Of course, changing the dice size at this point does violence to the work already done on the overall case, not to mention the increased cost due to the larger dice and case retooling, but if other forces are driving a larger dice size, doing so could make this part of the project a bit easier.
Anyway, just a thought I wanted to pass on.
When you hold a DiceKey up to a camera, the entire DiceKey needs to fit within the viewport. If the DiceKey is bigger, you'll hold it further away but from the camera's perspective, it will look roughly the same as a closer/smaller DiceKey.
So, if we grow the DiceKey but not the images on the dice, they will appear smaller to the camera and we'll need higher resolution images to scan them. The only thing that won't need to grow proportionally is the thickness requirements for the injection molded walls and, possibly, the width of the walls (if the tolerances for manufacturing of dice are of absolute variance and not proportional variance.)
Or, to put it another way, there's no such thing as a free lunch. Thanks for patiently explaining that to me!
True, though as cameras improve and on-device processing power increases, there will be lots of lunches that will be highly subsidized by others in the ecosystem.
Even a "low" quality camera can do a pretty good job if you've trained the algorithm well enough. A project I worked on specifically targeted a 640x480 image for recognition of patterns because the smaller image was much faster to process, and almost every device (even slow ones) had cameras available of that quality or higher. Setting a fixed resolution for the image/video also means that you have a predictable amount of data to process instead of it increasing as camera resolutions go up. I'd imagine trying to do the scan on a Nokia 808 with a 41MP sensor would be bonkers.
That said, I was impressed that I was able to scan my DiceKeys via the webcam of my Chromebook, as it is probably only a 720p camera (approximately 1 megapixel since 1024x1024 would be a million pixels, but most sensors these days are 4:3 or 16:9 widescreen like laptop screens).

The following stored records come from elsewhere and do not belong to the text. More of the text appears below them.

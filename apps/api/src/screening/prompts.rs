// Prompt constants for the judgment call.
// The response contract (a single JSON object) is enforced on our side by
// `scoring::parse_judgment`, not trusted.

use std::sync::LazyLock;

use regex::{Captures, Regex};

static PLACEHOLDER_RE: LazyLock<Regex> =
    LazyLock::new(|| Regex::new(r"\{(jd_text|resume_text)\}").unwrap());

/// Judgment prompt template. Replace `{jd_text}` and `{resume_text}` before sending.
pub const JUDGMENT_PROMPT_TEMPLATE: &str = r#"Evaluate the resume against the job description.

Return JSON only, as a single object in this exact format:
{"name": "Candidate Name", "score": 0-100, "classification": "Excellent|Strong|Partial|Weak", "summary": "Brief summary"}

Rules:
- "score" is a number between 0 and 100.
- "classification" is exactly one of: Excellent, Strong, Partial, Weak.
- "summary" is one or two sentences on fit, strengths and gaps.
- Do NOT include any text outside the JSON object.

JOB DESCRIPTION:
{jd_text}

RESUME:
{resume_text}"#;

/// Fills both placeholders in one pass over the template, so placeholder-like
/// text inside either input is never expanded.
pub fn build_judgment_prompt(jd_text: &str, resume_text: &str) -> String {
    PLACEHOLDER_RE
        .replace_all(JUDGMENT_PROMPT_TEMPLATE, |caps: &Captures| match &caps[1] {
            "jd_text" => jd_text,
            _ => resume_text,
        })
        .into_owned()
}
pub mod candidate;
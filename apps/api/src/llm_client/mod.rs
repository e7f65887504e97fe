/// LLM Client: the single point of entry for judgment-service calls.
///
/// Talks to an Ollama-compatible chat endpoint (`POST {host}/api/chat`,
/// non-streaming). No other module may call the service directly; the scoring
/// engine only sees it through the `JudgmentService` trait.
///
/// One request per call, no retry.
use std::time::Duration;

use async_trait::async_trait;
use reqwest::Client;
use serde::{Deserialize, Serialize};
use thiserror::Error;
use tracing::debug;

use crate::screening::JudgmentService;

const CHAT_PATH: &str = "/api/chat";

#[derive(Debug, Error)]
pub enum LlmError {
    #[error("HTTP error: {0}")]
    Http(#[from] reqwest::Error),

    #[error("API error (status {status}): {message}")]
    Api { status: u16, message: String },

    #[error("LLM returned empty content")]
    EmptyContent,
}

#[derive(Debug, Serialize)]
struct ChatRequest<'a> {
    model: &'a str,
    messages: Vec<ChatMessage<'a>>,
    stream: bool,
}

#[derive(Debug, Serialize)]
struct ChatMessage<'a> {
    role: &'a str,
    content: &'a str,
}

#[derive(Debug, Deserialize)]
pub struct ChatResponse {
    pub message: Option<ResponseMessage>,
    #[serde(default)]
    pub prompt_eval_count: Option<u32>,
    #[serde(default)]
    pub eval_count: Option<u32>,
}

#[derive(Debug, Deserialize)]
pub struct ResponseMessage {
    #[serde(default)]
    pub content: String,
}

impl ChatResponse {
    /// The assistant's reply, if it has any non-blank content.
    pub fn text(&self) -> Option<&str> {
        self.message
            .as_ref()
            .map(|m| m.content.as_str())
            .filter(|content| !content.trim().is_empty())
    }
}

#[derive(Debug, Deserialize)]
struct OllamaError {
    error: String,
}

/// Connection settings for the chat endpoint.
#[derive(Debug, Clone)]
pub struct LlmSettings {
    pub host: String,
    pub model: String,
    /// Sent as a bearer token when present.
    pub api_key: Option<String>,
    pub request_timeout: Duration,
}

#[derive(Clone)]
pub struct LlmClient {
    client: Client,
    endpoint: String,
    model: String,
    api_key: Option<String>,
}

impl LlmClient {
    pub fn new(settings: LlmSettings) -> Result<Self, LlmError> {
        let client = Client::builder()
            .timeout(settings.request_timeout)
            .build()?;

        Ok(Self {
            client,
            endpoint: chat_endpoint(&settings.host),
            model: settings.model,
            api_key: settings.api_key.filter(|key| !key.is_empty()),
        })
    }

    pub fn model(&self) -> &str {
        &self.model
    }

    /// Sends one user message and returns the parsed response.
    pub async fn chat(&self, prompt: &str) -> Result<ChatResponse, LlmError> {
        let request_body = ChatRequest {
            model: &self.model,
            messages: vec![ChatMessage {
                role: "user",
                content: prompt,
            }],
            stream: false,
        };

        let mut request = self.client.post(&self.endpoint).json(&request_body);
        if let Some(key) = &self.api_key {
            request = request.bearer_auth(key);
        }

        let response = request.send().await?;
        let status = response.status();

        if !status.is_success() {
            let body = response.text().await.unwrap_or_default();
            let message = serde_json::from_str::<OllamaError>(&body)
                .map(|e| e.error)
                .unwrap_or(body);
            return Err(LlmError::Api {
                status: status.as_u16(),
                message,
            });
        }

        let chat_response: ChatResponse = response.json().await?;

        debug!(
            "LLM call succeeded: prompt_tokens={:?}, output_tokens={:?}",
            chat_response.prompt_eval_count, chat_response.eval_count
        );

        Ok(chat_response)
    }
}

#[async_trait]
impl JudgmentService for LlmClient {
    async fn judge(&self, prompt: &str) -> Result<String, LlmError> {
        let response = self.chat(prompt).await?;
        response
            .text()
            .map(str::to_string)
            .ok_or(LlmError::EmptyContent)
    }
}

fn chat_endpoint(host: &str) -> String {
    format!("{}{CHAT_PATH}", host.trim_end_matches('/'))
}
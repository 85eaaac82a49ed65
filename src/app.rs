//! Application struct that encapsulates server assembly and serving logic.

use crate::cli::Cli;
use fiire_core::config::{Config, UpstreamConfig};
use fiire_core::shutdown::SignalHandler;
use fiire_server::upstream::AnthropicExecutor;
use std::path::PathBuf;
use std::sync::Arc;

pub struct Application {
    config: Arc<Config>,
    router: axum::Router,
}

impl Application {
    /// Build the application from CLI args: resolve config once, build the
    /// upstream executor and router.
    pub fn build(cli: &Cli) -> anyhow::Result<Self> {
        let config = Arc::new(Config {
            host: cli.host.clone(),
            port: cli.port,
            static_root: PathBuf::from(&cli.root),
            upstream: UpstreamConfig::default(),
        });

        let upstream = Arc::new(AnthropicExecutor::new(&config.upstream)?);
        let router = fiire_server::build_router(config.clone(), upstream);

        Ok(Self { config, router })
    }

    /// Bind the listener, print the banner, and serve until interrupted.
    pub async fn serve(self) -> anyhow::Result<()> {
        let Self { config, router } = self;

        let (signal_handler, mut shutdown_rx) = SignalHandler::new();
        tokio::spawn(signal_handler.run());

        let addr = config.bind_addr();
        tracing::info!("Starting HTTP server on {addr}");
        let listener = tokio::net::TcpListener::bind(&addr).await?;

        println!("FIIRE dev server on http://localhost:{}/", config.port);

        let shutdown = async move {
            let _ = shutdown_rx.wait_for(|v| *v).await;
        };

        axum::serve(listener, router)
            .with_graceful_shutdown(shutdown)
            .await?;

        tracing::info!("Server shut down.");
        Ok(())
    }
}
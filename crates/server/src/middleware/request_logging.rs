use axum::extract::Request;
use axum::middleware::Next;
use axum::response::Response;
use std::time::Instant;

/// Access logging, restricted to the chat endpoint. Static file serves are
/// deliberately silent.
pub async fn request_logging_middleware(request: Request, next: Next) -> Response {
    let method = request.method().clone();
    let path = request.uri().path().to_string();
    let start = Instant::now();

    let response = next.run(request).await;

    if path.starts_with("/api/chat") {
        tracing::info!(
            method = %method,
            path = %path,
            status = response.status().as_u16(),
            elapsed_ms = start.elapsed().as_millis() as u64,
            "Request completed"
        );
    }

    response
}
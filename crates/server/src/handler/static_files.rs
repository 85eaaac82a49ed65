use crate::AppState;
use axum::body::Body;
use axum::extract::{Request, State};
use axum::http::{Method, StatusCode};
use axum::response::{IntoResponse, Response};
use tower::ServiceExt;

/// Fallback for everything that is not the chat endpoint. GET and HEAD are
/// delegated to the static file service rooted at the configured directory;
/// a POST to an unrouted path is a bare 404.
pub async fn fallback(State(state): State<AppState>, request: Request) -> Response {
    let method = request.method();
    if method == Method::GET || method == Method::HEAD {
        state
            .assets
            .clone()
            .oneshot(request)
            .await
            .expect("infallible")
            .map(Body::new)
            .into_response()
    } else {
        StatusCode::NOT_FOUND.into_response()
    }
}
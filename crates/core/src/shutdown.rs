//! Unified signal handling for shutdown (SIGTERM/SIGINT).

use tokio::sync::watch;

/// A signal handler that listens for OS signals and dispatches shutdown.
pub struct SignalHandler {
    shutdown_tx: watch::Sender<bool>,
}

impl SignalHandler {
    /// Create a new signal handler and a receiver that becomes `true` on shutdown.
    pub fn new() -> (Self, watch::Receiver<bool>) {
        let (tx, rx) = watch::channel(false);
        (Self { shutdown_tx: tx }, rx)
    }

    /// Run the signal loop. Completes once a shutdown signal is received.
    pub async fn run(self) {
        #[cfg(unix)]
        {
            use tokio::signal::unix::{SignalKind, signal};

            let mut sigterm =
                signal(SignalKind::terminate()).expect("failed to install SIGTERM handler");

            tokio::select! {
                _ = tokio::signal::ctrl_c() => {
                    tracing::info!("Received SIGINT, initiating shutdown...");
                }
                _ = sigterm.recv() => {
                    tracing::info!("Received SIGTERM, initiating shutdown...");
                }
            }
        }

        #[cfg(not(unix))]
        {
            tokio::signal::ctrl_c()
                .await
                .expect("failed to install Ctrl+C handler");
            tracing::info!("Received Ctrl+C, initiating shutdown...");
        }

        let _ = self.shutdown_tx.send(true);
    }
}
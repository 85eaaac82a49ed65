pub mod handler;
pub mod middleware;
pub mod upstream;

use crate::upstream::UpstreamExecutor;
use axum::{Router, middleware as axum_mw};
use fiire_core::config::Config;
use std::sync::Arc;
use tower_http::services::ServeDir;
use tower_http::trace::TraceLayer;

#[derive(Clone)]
pub struct AppState {
    pub config: Arc<Config>,
    pub upstream: Arc<dyn UpstreamExecutor>,
    pub assets: ServeDir,
}

pub fn build_router(config: Arc<Config>, upstream: Arc<dyn UpstreamExecutor>) -> Router {
    let assets = ServeDir::new(&config.static_root);
    let state = AppState {
        config,
        upstream,
        assets,
    };

    // The chat endpoint owns POST; every other method on it falls through to
    // the static handler like any other path.
    Router::new()
        .route(
            "/api/chat",
            axum::routing::post(handler::chat::chat).fallback(handler::static_files::fallback),
        )
        .fallback(handler::static_files::fallback)
        .layer(axum_mw::from_fn(middleware::cors::cors_middleware))
        .layer(axum_mw::from_fn(
            middleware::request_logging::request_logging_middleware,
        ))
        .layer(TraceLayer::new_for_http())
        .with_state(state)
}
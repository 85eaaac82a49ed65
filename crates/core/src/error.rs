use axum::http::StatusCode;
use axum::response::{IntoResponse, Response};
use serde_json::json;

/// Unified error type for the chat proxy pipeline.
///
/// Every failure surfaces to the caller as JSON, never as HTML.
#[derive(Debug, thiserror::Error)]
pub enum ProxyError {
    /// Inbound request carried no usable `apiKey`. No upstream call is made.
    #[error("Missing apiKey")]
    MissingApiKey,

    /// Upstream rejected the request; its status and body are relayed.
    #[error("upstream error (status {status})")]
    Upstream { status: u16, body: String },

    /// Anything else: malformed inbound JSON, network failure, timeout.
    #[error("{0}")]
    Internal(String),
}

impl ProxyError {
    pub fn status_code(&self) -> StatusCode {
        match self {
            Self::MissingApiKey => StatusCode::BAD_REQUEST,
            Self::Upstream { status, .. } => {
                StatusCode::from_u16(*status).unwrap_or(StatusCode::BAD_GATEWAY)
            }
            Self::Internal(_) => StatusCode::INTERNAL_SERVER_ERROR,
        }
    }
}

impl IntoResponse for ProxyError {
    fn into_response(self) -> Response {
        let status = self.status_code();

        // Upstream error bodies that already are JSON pass through untouched.
        if let Self::Upstream { body, .. } = &self
            && serde_json::from_str::<serde_json::Value>(body).is_ok()
        {
            return (status, [("content-type", "application/json")], body.clone()).into_response();
        }

        let body = match self {
            Self::Upstream { body, .. } => json!({ "error": body }),
            other => json!({ "error": other.to_string() }),
        };

        (
            status,
            [("content-type", "application/json")],
            body.to_string(),
        )
            .into_response()
    }
}

impl From<reqwest::Error> for ProxyError {
    fn from(e: reqwest::Error) -> Self {
        if e.is_timeout() {
            Self::Internal(format!("request timed out: {e}"))
        } else {
            Self::Internal(e.to_string())
        }
    }
}

impl From<serde_json::Error> for ProxyError {
    fn from(e: serde_json::Error) -> Self {
        Self::Internal(e.to_string())
    }
}

#[cfg(test)]
mod tests {
    use super::*;
    use serde_json::Value;

    async fn response_parts(error: ProxyError) -> (StatusCode, Value) {
        let response = error.into_response();
        let status = response.status();
        let body = axum::body::to_bytes(response.into_body(), usize::MAX)
            .await
            .expect("failed to read body");
        let value: Value = serde_json::from_slice(&body).expect("body is not JSON");
        (status, value)
    }

    #[test]
    fn test_status_codes() {
        assert_eq!(
            ProxyError::MissingApiKey.status_code(),
            StatusCode::BAD_REQUEST
        );
        assert_eq!(
            ProxyError::Upstream {
                status: 429,
                body: String::new()
            }
            .status_code(),
            StatusCode::TOO_MANY_REQUESTS
        );
        assert_eq!(
            ProxyError::Internal("boom".into()).status_code(),
            StatusCode::INTERNAL_SERVER_ERROR
        );
    }

    #[test]
    fn test_invalid_upstream_status_falls_back_to_bad_gateway() {
        let error = ProxyError::Upstream {
            status: 42,
            body: String::new(),
        };
        assert_eq!(error.status_code(), StatusCode::BAD_GATEWAY);
    }

    #[tokio::test]
    async fn test_missing_api_key_envelope() {
        let (status, body) = response_parts(ProxyError::MissingApiKey).await;
        assert_eq!(status, StatusCode::BAD_REQUEST);
        assert_eq!(body, serde_json::json!({ "error": "Missing apiKey" }));
    }

    #[tokio::test]
    async fn test_upstream_json_body_passes_through() {
        let error = ProxyError::Upstream {
            status: 429,
            body: r#"{"error":{"type":"rate_limit"}}"#.to_string(),
        };
        let (status, body) = response_parts(error).await;
        assert_eq!(status, StatusCode::TOO_MANY_REQUESTS);
        assert_eq!(body, serde_json::json!({ "error": { "type": "rate_limit" } }));
    }

    #[tokio::test]
    async fn test_upstream_raw_body_is_wrapped() {
        let error = ProxyError::Upstream {
            status: 503,
            body: "Service Unavailable".to_string(),
        };
        let (status, body) = response_parts(error).await;
        assert_eq!(status, StatusCode::SERVICE_UNAVAILABLE);
        assert_eq!(body, serde_json::json!({ "error": "Service Unavailable" }));
    }

    #[tokio::test]
    async fn test_internal_error_uses_source_message() {
        let parse_error =
            serde_json::from_str::<Value>("{not json").expect_err("parse should fail");
        let (status, body) = response_parts(ProxyError::from(parse_error)).await;
        assert_eq!(status, StatusCode::INTERNAL_SERVER_ERROR);
        let message = body["error"].as_str().expect("error is not a string");
        assert!(!message.is_empty());
    }
}
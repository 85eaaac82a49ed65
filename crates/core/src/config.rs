use std::path::PathBuf;

// ─── Config ────────────────────────────────────────────────────────────────

/// Server configuration, resolved once at startup and handed to the
/// application constructor.
#[derive(Debug, Clone)]
pub struct Config {
    pub host: String,
    pub port: u16,

    /// Directory the static file handler serves from.
    pub static_root: PathBuf,

    pub upstream: UpstreamConfig,
}

impl Default for Config {
    fn default() -> Self {
        Self {
            host: "0.0.0.0".to_string(),
            port: 8000,
            static_root: PathBuf::from("."),
            upstream: UpstreamConfig::default(),
        }
    }
}

impl Config {
    pub fn bind_addr(&self) -> String {
        format!("{}:{}", self.host, self.port)
    }
}

/// Settings for the chat-completion API being proxied.
#[derive(Debug, Clone)]
pub struct UpstreamConfig {
    pub base_url: String,

    /// Whole-request timeout in seconds.
    pub request_timeout_secs: u64,
}

impl Default for UpstreamConfig {
    fn default() -> Self {
        Self {
            base_url: "https://api.anthropic.com".to_string(),
            request_timeout_secs: 30,
        }
    }
}

#[cfg(test)]
mod tests {
    use super::*;

    #[test]
    fn test_defaults() {
        let config = Config::default();
        assert_eq!(config.host, "0.0.0.0");
        assert_eq!(config.port, 8000);
        assert_eq!(config.static_root, PathBuf::from("."));
        assert_eq!(config.upstream.base_url, "https://api.anthropic.com");
        assert_eq!(config.upstream.request_timeout_secs, 30);
    }

    #[test]
    fn test_bind_addr() {
        let config = Config {
            host: "127.0.0.1".to_string(),
            port: 9000,
            ..Config::default()
        };
        assert_eq!(config.bind_addr(), "127.0.0.1:9000");
    }
}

The reason I'm commenting on this issue is the shadows definitely were the biggest challenge using this camera that didn't have its own LED. If I had thought of this earlier, I would have set my system to use a white background or opened a pure white webpage alongside the tab where I was attempting the scan as well as setting the screen brightness to 100% and I think it would have worked much more quickly. Since laptop webcams are almost all front facing, using the screen for extra illumination is feasible, and as long as you aren't using an external monitor to display the DiceKeys.app the interface, this could also work on mobile devices and it is what many "selfie" or "mirror" type applications do to give better lighting for their photos. This might be a way to better utilize the front facing camera and optimize the algorithm for lower resolutions instead of fighting for more and more CPU/GPU to handle 1080p and 2K and 4K (and 8K) video streams.
I tested scanning again with the DiceKeys.app full screen on the laptop display with the backlight at 100% and primarily white pages open on all the screens, and it definitely scanned a lot faster than my initial attempts where no matter how I moved it, there was just enough shadow from the external monitors positioned above the laptop that I couldn't get a good scan. I also tested this in the "shadow of the giants" with the screen below the webcam at 100% and the externals using a 90% black background and couldn't get a good scan, but as soon as I opened a new tab with a mostly white background on the external behind the laptop screen/webcam it scanned very quickly.
This test case has four bit-read errors, possibly due to shadows. The W1 die and B2 die are not read with enough confidence to come to a conclusion. I'd like to think the algorithm can do better here.